[Opening MATERIALS PROVIDED section]
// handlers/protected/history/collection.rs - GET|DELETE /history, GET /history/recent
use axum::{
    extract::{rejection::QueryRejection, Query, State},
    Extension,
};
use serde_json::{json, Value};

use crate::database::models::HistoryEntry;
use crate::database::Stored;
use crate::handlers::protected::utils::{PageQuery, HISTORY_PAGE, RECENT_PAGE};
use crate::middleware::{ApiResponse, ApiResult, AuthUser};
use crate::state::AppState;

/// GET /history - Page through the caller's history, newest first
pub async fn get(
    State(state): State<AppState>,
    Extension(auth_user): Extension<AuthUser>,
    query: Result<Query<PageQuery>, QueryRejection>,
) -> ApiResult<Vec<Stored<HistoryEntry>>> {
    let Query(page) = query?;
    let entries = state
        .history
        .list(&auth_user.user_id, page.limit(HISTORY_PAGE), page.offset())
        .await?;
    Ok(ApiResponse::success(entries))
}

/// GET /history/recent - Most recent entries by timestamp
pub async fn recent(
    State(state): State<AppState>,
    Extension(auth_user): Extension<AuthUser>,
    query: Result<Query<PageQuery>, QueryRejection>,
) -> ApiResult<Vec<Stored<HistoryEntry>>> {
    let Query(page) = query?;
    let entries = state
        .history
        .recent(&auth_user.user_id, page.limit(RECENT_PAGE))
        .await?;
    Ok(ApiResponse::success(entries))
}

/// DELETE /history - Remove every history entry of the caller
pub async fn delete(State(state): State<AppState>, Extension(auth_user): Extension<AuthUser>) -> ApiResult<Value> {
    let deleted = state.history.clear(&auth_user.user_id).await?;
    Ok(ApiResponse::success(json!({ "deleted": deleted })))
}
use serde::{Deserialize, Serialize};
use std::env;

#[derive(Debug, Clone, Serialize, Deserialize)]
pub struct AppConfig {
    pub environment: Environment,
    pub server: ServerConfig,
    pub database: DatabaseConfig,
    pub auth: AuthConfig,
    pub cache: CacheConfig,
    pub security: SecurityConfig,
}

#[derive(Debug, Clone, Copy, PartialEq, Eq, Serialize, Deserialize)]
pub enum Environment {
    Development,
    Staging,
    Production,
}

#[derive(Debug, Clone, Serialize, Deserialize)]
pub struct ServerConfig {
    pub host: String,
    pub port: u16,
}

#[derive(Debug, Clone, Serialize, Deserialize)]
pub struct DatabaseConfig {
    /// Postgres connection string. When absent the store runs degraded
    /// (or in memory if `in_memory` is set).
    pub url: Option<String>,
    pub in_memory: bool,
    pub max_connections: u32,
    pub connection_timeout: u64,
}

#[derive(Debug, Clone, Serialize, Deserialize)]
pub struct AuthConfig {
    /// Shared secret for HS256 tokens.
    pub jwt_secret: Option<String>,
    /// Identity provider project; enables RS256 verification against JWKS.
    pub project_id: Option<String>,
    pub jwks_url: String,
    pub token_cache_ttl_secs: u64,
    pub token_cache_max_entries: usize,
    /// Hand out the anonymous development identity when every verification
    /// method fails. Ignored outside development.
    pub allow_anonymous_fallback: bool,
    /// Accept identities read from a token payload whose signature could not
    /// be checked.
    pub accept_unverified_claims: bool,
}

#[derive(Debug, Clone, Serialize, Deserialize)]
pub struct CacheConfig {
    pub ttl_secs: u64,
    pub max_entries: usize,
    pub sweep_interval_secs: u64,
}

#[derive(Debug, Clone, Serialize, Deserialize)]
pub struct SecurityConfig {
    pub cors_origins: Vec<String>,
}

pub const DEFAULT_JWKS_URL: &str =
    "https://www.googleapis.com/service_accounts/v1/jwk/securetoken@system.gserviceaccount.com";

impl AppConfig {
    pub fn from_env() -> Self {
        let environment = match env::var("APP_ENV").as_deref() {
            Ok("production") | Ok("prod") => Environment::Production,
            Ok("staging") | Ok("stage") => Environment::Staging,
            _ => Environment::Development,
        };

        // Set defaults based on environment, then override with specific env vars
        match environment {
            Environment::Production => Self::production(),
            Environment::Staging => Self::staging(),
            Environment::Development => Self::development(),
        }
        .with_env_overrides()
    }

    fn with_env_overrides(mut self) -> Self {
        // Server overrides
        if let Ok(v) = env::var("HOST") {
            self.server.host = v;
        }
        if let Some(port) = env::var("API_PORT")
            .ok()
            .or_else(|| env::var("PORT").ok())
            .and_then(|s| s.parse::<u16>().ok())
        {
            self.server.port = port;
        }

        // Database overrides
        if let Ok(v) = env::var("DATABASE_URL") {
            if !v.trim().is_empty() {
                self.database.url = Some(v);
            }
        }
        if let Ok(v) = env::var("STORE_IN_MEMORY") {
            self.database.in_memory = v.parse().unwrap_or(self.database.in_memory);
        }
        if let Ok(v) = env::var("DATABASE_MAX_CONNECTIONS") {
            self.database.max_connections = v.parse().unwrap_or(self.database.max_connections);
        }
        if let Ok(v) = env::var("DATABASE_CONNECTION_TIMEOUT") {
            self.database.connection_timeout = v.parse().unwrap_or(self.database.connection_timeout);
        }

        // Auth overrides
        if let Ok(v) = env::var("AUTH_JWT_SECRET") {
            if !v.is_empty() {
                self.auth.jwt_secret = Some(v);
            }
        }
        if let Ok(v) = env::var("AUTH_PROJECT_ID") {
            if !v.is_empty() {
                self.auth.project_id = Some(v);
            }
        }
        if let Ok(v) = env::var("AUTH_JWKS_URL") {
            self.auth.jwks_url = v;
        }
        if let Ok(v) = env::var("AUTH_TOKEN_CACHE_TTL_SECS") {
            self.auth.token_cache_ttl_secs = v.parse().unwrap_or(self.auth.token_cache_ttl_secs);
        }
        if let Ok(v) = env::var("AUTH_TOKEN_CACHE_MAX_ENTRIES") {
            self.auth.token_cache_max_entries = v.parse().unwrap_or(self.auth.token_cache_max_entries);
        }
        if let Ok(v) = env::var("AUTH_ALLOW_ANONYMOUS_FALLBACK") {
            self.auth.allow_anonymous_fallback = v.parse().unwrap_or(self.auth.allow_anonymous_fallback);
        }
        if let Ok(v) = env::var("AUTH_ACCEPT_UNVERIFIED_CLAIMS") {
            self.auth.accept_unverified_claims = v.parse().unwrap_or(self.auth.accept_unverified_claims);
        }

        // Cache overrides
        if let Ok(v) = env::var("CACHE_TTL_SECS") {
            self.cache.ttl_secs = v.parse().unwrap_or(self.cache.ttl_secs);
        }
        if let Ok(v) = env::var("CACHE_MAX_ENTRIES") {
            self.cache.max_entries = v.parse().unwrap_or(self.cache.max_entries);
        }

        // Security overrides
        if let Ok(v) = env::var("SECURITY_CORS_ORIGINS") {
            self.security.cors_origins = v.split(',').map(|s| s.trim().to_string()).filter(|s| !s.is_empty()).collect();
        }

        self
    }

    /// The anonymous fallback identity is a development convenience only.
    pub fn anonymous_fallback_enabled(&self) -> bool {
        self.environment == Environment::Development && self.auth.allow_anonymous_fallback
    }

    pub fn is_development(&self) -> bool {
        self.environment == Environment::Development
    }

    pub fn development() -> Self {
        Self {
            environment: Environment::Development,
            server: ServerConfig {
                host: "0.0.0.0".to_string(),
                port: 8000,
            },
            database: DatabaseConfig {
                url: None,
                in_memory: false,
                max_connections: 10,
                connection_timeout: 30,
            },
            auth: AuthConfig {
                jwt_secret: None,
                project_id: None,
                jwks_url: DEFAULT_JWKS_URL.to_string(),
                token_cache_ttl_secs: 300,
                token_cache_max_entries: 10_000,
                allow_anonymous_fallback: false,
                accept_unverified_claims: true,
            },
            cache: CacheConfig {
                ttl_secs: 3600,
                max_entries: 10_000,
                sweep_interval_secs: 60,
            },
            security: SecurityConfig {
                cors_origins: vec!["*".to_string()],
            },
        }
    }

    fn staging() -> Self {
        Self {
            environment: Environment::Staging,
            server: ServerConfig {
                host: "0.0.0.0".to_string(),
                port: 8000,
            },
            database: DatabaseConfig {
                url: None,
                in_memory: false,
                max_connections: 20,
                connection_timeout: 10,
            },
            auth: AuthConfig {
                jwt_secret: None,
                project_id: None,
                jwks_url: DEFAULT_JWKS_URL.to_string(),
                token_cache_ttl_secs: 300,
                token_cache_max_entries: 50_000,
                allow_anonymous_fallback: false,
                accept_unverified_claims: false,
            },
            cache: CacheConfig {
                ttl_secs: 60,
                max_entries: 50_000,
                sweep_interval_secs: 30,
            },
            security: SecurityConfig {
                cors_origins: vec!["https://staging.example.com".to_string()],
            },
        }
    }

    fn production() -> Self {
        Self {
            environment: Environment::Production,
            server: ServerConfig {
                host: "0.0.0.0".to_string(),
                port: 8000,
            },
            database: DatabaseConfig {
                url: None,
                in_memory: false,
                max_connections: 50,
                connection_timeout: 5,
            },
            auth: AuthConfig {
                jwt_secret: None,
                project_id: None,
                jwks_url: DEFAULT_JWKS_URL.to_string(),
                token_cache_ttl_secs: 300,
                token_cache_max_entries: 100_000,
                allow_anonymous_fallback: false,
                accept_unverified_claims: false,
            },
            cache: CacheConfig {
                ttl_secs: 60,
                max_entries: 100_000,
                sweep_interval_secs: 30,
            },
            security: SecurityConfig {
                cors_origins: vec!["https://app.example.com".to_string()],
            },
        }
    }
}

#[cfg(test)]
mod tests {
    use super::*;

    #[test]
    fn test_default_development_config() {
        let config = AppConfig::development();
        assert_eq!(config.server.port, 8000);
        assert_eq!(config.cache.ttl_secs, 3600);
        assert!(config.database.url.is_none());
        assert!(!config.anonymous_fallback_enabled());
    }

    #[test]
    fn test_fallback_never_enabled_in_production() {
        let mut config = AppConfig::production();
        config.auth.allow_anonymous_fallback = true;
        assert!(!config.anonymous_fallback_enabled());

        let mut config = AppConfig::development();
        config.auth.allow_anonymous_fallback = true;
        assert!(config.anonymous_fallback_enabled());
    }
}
[Closing MATERIALS PROVIDED section]
[Opening MATERIALS PROVIDED section]
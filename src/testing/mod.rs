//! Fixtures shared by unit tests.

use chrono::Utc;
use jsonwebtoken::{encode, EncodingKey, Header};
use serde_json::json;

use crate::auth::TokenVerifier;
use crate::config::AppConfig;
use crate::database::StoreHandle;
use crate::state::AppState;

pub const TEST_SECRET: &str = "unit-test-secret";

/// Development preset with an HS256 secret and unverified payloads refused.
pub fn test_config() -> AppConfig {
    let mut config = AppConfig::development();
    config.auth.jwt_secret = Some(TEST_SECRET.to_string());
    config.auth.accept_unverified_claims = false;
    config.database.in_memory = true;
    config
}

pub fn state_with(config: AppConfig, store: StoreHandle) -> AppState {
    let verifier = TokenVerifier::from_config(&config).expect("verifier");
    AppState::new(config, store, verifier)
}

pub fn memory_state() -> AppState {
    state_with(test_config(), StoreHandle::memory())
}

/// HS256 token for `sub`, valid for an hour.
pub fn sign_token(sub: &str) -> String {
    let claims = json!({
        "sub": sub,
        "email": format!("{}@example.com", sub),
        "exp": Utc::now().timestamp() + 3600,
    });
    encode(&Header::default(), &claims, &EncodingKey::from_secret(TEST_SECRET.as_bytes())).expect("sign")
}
[Closing MATERIALS PROVIDED section]
Find each line above that contains "Option", and copy those lines.

ANSWER FOR THE TASK →
    pub url: Option<String>,
    pub jwt_secret: Option<String>,
    pub project_id: Option<String>,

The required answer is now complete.